Tic-tac-tic-tac. A cada hora, um acidente vascular cerebral cruza-se, repentinamente, na vida de três portugueses. Tic-tac-tic-tac. É tarde demais para um deles que não sobrevive, juntando-se aos cinco milhões de doentes que, anualmente, a nível global, morrem devido a esta complicação, de acordo com dados da Organização Mundial de Saúde. Aqueles que escapam ficarão com sequelas incapacitantes.

 

Está, assim, traçado o retrato da principal causa de mortalidade e incapacidade no nosso país, resultados que colocam Portugal numa situação “equiparável à Europa de Leste” no combate a este défice neurológico súbito, como enquadra Luísa Fonseca, internista da Unidade de AVC do Centro Hospitalar Universitário de S. João, no Porto.

 

“É muito complicado, em termos de sequelas, quer para o próprio doente quer na estrutura familiar. A pessoa deixa de ter autonomia e passa a ser dependente de terceiros. Perdem, muitas vezes, a capacidade de marcha, de comunicação e deixam de conseguir alimentar-se, necessitando de sondas”, refere a profissional médica.

 

 “Portugal melhorou muito no tratamento da doença coronária, por exemplo, mas temos péssimas estatísticas no combate ao AVC”, frisa a especialista, ouvida pelo Vida Extra. “Há 20 anos não tínhamos praticamente nada e agora começamos a ter algumas hipóteses de tratar durante as primeiras horas, mas ainda há muitos doentes que não chegam a tempo”, complementa a investigadora do Núcleo de Estudos da Doença Vascular Cerebral da Sociedade Portuguesa de Medicina Interna.

 

O risco, prossegue, “aumenta com a idade e os homens têm mais possibilidades do que as mulheres de sofrer um acidente vascular cerebral”, que pode ter duas tipologias. “O AVC isquémico ocorre quando há uma obstrução de uma artéria e o hemorrágico quando quando uma artéria rebenta dentro do cérebro”, explica Luísa Fonseca.

 

Se a origem é hemorrágica (com uma prevalência de 15%), “nada mais se pode fazer a não ser internar o paciente e atuar de acordo com as consequências”, mas quando a ocorrência é isquémica o tratamento passa por “administrar — até quatro horas e meia desde o início dos sintomas — um fármaco trombolítico que vai diluir o trombo e que pode, por si, desobstruir a artéria e melhorar o doente”, aclara a internista de 47 anos.

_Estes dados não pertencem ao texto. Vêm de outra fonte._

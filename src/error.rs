use thiserror::Error;

#[derive(Error, Debug)]
pub enum DoorwatchError {
    #[error("Configuration error: {0}")]
    Config(#[from] config::ConfigError),

    #[error("IO error: {0}")]
    Io(#[from] std::io::Error),

    #[error("JSON error: {0}")]
    Json(#[from] serde_json::Error),

    #[error("Serialization error: {0}")]
    Serialization(#[from] toml::ser::Error),

    #[error("HTTP error: {0}")]
    Http(#[from] reqwest::Error),

    #[error("Image error: {0}")]
    Image(#[from] image::ImageError),

    #[error("Event bus error: {details}")]
    EventBus { details: String },

    #[error("Component error in {component}: {message}")]
    Component { component: String, message: String },
}

impl DoorwatchError {
    pub fn component<S: Into<String>>(component: S, message: S) -> Self {
        Self::Component {
            component: component.into(),
            message: message.into(),
        }
    }
}

pub type Result<T> = std::result::Result<T, DoorwatchError>;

É urgente agir rápido, para que o quadro clínico possa ser revertido. “Ainda tenho doentes que esperam um dia, em casa, à espera que passe. Essa espera pode ser trágica e fazer a diferença entre conseguir ou não melhorar”, afirma Luísa Fonseca.

 

A grande prevalência em Portugal pode ser justificada pelas tradições alimentares enraizadas na cultura nacional. “Comemos muito sal e temos uma população que ainda bebe bastante”, adverte a especialista, relativamente a uma doença onde a hipertensão arterial, o tabagismo, a dislipidemia e o consumo de álcool figuram como principais fatores de risco. Os sinais de alerta, elenca a médica, são os três F’s: face descaída, perda de força no braço ou na perna e diminuição da fala.

 

O AVC leva ao internamento de mais de 25 mil doentes por ano nas unidades hospitalares nacionais.

 

André Manuel Correia

 

In “Expresso”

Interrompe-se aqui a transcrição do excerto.